DATA SUPPLIED -
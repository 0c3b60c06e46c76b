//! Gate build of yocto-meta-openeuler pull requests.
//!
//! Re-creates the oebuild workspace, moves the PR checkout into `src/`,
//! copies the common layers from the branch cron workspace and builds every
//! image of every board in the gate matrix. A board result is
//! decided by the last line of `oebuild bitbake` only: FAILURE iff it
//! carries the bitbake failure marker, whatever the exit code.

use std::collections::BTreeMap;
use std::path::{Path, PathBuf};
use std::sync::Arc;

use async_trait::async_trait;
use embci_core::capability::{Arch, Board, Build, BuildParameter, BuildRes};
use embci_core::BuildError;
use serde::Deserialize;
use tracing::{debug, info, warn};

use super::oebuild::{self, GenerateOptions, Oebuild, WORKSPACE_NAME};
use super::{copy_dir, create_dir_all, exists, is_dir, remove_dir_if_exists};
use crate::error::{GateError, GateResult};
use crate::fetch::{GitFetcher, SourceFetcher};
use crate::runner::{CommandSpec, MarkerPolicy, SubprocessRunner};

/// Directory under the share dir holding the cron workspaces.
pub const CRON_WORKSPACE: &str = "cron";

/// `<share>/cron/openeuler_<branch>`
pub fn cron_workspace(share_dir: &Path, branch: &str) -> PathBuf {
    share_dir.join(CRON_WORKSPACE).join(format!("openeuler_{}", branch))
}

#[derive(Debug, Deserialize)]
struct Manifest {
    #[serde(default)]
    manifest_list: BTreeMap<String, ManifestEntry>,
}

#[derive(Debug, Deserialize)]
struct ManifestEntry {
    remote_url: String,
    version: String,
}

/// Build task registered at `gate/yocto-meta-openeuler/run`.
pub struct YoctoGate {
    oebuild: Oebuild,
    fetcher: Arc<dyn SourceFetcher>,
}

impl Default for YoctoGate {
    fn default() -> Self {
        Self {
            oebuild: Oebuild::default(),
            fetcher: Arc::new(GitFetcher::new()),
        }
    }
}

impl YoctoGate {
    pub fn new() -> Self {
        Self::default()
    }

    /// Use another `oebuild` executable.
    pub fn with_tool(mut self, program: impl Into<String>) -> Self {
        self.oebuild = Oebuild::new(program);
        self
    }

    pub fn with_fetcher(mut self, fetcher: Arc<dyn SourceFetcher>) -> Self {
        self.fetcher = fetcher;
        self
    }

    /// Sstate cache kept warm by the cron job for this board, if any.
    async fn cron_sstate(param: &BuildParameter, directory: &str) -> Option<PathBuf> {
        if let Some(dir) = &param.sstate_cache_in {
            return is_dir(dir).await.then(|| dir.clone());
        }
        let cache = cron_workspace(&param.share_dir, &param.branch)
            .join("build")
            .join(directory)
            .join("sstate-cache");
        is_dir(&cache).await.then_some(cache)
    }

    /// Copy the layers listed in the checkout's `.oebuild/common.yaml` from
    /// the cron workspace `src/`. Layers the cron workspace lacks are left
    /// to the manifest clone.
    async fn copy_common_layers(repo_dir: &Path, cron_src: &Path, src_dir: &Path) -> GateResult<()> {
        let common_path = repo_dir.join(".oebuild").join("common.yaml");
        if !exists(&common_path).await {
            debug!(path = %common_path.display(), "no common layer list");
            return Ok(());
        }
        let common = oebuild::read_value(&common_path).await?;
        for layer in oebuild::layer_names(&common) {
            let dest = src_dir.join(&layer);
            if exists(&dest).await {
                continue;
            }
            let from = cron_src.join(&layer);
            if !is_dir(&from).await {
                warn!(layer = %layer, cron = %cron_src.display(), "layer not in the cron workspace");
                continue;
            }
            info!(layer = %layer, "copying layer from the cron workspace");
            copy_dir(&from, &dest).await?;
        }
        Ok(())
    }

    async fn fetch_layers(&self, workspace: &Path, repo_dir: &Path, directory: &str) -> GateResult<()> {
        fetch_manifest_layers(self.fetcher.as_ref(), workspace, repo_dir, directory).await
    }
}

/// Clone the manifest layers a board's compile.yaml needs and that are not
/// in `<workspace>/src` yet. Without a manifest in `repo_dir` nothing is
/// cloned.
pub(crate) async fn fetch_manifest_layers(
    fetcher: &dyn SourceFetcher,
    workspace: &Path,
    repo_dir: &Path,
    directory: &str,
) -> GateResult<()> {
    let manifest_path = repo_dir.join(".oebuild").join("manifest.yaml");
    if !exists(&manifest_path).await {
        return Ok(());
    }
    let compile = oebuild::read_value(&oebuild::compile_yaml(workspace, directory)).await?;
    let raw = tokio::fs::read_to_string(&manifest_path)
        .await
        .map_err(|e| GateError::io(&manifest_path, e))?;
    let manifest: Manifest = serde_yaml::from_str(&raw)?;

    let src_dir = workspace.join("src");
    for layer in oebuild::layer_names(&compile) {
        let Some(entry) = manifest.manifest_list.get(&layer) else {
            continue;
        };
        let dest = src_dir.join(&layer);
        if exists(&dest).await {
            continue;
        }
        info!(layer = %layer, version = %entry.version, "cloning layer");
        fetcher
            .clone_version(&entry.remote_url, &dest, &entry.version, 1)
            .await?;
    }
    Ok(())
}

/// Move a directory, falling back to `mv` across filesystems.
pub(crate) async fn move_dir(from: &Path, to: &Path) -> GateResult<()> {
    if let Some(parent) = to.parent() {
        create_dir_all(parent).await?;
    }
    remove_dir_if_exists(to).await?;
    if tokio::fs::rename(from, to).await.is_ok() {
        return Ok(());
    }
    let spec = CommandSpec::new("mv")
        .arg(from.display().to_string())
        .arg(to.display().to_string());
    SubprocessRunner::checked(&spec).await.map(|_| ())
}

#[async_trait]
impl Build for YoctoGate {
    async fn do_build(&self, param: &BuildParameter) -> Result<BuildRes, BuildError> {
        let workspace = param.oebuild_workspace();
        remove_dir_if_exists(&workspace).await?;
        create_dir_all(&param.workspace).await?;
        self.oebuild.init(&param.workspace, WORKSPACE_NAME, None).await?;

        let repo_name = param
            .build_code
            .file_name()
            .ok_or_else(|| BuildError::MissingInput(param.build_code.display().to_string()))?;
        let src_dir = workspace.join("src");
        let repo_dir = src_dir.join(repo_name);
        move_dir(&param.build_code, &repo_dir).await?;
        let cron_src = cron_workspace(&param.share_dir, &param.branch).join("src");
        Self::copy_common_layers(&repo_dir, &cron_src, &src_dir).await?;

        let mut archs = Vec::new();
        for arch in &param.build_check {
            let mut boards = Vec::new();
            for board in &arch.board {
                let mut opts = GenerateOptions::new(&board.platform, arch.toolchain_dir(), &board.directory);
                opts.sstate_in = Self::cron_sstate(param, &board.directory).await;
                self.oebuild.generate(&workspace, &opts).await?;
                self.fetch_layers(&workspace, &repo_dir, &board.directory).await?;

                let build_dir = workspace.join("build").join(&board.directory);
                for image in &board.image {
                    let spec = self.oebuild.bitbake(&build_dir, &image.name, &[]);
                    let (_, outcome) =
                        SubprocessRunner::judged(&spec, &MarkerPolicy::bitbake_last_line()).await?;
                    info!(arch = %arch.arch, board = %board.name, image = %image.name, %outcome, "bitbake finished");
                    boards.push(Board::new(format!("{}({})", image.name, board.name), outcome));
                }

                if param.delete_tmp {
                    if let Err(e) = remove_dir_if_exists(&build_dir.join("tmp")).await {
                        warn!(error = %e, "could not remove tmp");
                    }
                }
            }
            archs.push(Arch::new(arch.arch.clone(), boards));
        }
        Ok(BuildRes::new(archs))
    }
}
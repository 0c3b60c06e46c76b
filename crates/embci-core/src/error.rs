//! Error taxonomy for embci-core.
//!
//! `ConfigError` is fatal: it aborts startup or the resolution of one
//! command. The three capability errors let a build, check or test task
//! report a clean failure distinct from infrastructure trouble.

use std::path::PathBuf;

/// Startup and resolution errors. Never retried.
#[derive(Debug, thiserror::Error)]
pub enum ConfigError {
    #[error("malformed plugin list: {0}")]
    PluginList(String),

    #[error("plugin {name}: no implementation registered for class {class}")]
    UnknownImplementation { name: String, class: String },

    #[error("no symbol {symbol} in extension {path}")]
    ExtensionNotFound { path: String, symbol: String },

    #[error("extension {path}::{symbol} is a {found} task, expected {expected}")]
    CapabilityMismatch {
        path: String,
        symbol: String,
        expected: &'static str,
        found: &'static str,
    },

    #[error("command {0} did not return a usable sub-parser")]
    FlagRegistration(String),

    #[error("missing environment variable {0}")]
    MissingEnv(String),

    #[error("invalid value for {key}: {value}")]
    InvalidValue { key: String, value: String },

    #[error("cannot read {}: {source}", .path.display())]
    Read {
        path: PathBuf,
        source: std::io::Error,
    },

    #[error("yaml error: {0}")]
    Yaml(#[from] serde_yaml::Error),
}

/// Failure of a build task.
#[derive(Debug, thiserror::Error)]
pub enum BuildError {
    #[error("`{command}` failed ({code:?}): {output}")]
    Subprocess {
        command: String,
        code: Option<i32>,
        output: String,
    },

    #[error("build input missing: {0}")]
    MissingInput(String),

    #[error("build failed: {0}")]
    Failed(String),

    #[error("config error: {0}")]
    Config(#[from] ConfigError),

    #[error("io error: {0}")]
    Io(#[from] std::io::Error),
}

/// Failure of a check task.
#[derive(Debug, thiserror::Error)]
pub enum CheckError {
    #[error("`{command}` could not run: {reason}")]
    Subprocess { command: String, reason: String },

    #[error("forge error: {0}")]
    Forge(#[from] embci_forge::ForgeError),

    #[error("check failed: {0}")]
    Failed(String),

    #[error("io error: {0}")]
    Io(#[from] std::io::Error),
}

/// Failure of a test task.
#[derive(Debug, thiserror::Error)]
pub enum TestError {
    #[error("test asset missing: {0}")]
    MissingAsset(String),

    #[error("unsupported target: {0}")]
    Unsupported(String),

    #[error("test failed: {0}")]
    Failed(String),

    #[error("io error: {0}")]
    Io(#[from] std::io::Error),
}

TASK BRIEF -
Where does the word "symbol" appear in the listing above? Copy every line that holds it.

ANSWER -
    #[error("no symbol {symbol} in extension {path}")]
    ExtensionNotFound { path: String, symbol: String },
    #[error("extension {path}::{symbol} is a {found} task, expected {expected}")]
        symbol: String,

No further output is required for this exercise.